Tiga jam pertama perjalanan hampir dipastikan setiap kendaraan akan berhenti untuk istirahat. Kenapa? Karena di tiga jam pertama ini merupakan medan terberat sepanjang perjalanan menuju Medan dari Kota Sibolga. Semua orang yang pernah melalui jalur ini pasti mengakuinya. Ya, perjalanan Sibolga-Tarutung dengan sejuta tikungan romantis, kondisi jalan yang syahdu, jalan mendaki yang menggoda, kiri jurang kanan bukit atau sebaliknya sungguh sangat menarik perhatian dan mencuri banyak tenaga. 

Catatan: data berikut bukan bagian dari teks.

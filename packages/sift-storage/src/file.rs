use std::{
	fs, io,
	path::{Path, PathBuf},
};

use uuid::Uuid;

use crate::{ConfigStore, Result};

/// One file per key under a root directory.
#[derive(Debug, Clone)]
pub struct FileStore {
	root: PathBuf,
}
impl FileStore {
	pub fn open(root: impl Into<PathBuf>) -> Result<Self> {
		let root = root.into();

		fs::create_dir_all(&root)?;

		Ok(Self { root })
	}

	pub fn root(&self) -> &Path {
		&self.root
	}

	fn path_for(&self, key: &str) -> Result<PathBuf> {
		crate::validate_key(key)?;

		Ok(self.root.join(key))
	}
}
impl ConfigStore for FileStore {
	fn get_bytes(&self, key: &str) -> Result<Option<Vec<u8>>> {
		let path = self.path_for(key)?;

		match fs::read(&path) {
			Ok(bytes) => Ok(Some(bytes)),
			Err(err) if err.kind() == io::ErrorKind::NotFound => Ok(None),
			Err(err) => Err(err.into()),
		}
	}

	fn set_bytes(&self, key: &str, bytes: &[u8]) -> Result<()> {
		let path = self.path_for(key)?;
		// Unique per write so concurrent writers to one key never share a temp file.
		let tmp = self.root.join(format!(".{key}.{}.tmp", Uuid::new_v4().simple()));

		fs::write(&tmp, bytes)?;

		if let Err(err) = fs::rename(&tmp, &path) {
			tracing::warn!(key = %key, error = %err, "Failed to move store entry into place.");

			let _ = fs::remove_file(&tmp);

			return Err(err.into());
		}

		Ok(())
	}
}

Tentu saja itu bukan suatu musibah yang menakutkan atau menyakitkan hati. Bisa saja dikatakan seperti itu kalau dilihat dari sisi negatifnya. Tapi bagi yang sudah menerima dengan sepenuh hati dan melihat dari sisi positif, maka perjalanan ini merupakan tantangan yang eksotis. Apalagi perjalanan ini memiliki satu ciri yang mungkin tiada duanya di Indonesia. Dia lah si Batu Lubang.

Sedikit mengenang ke cerita singkat sejarah jalan Sibolga-Tarutung. Konon katanya pembangunan jalan ini dilakukan oleh Belanda zaman dahulu kala, entah tahun berapa itu. Tidak gampang untuk menyelesaikan proyek ini karena medan yang sangat berat. Bayangkan saja jalan ini sebenarnya berada di sisi-sisi Pegunungan Bukit Barisan yang tiada putusnya. Berkelok-kelok seperti tak ada ujungnya, beberapa diantara kelokan itu sangat tajam dengan sudut kecil. Begitu juga dengan sensasi jalan mendaki hingga rasanya kalau dilihat dari bawah sudah berada di puncak tertinggi gunung. Pada ketinggian tertentu setiap yang lewat juga disuguhkan dengan pemandangan indah Samudera Hindia dengan beberapa pulau di sekitarnya serta pemandangan Kota Sibolga.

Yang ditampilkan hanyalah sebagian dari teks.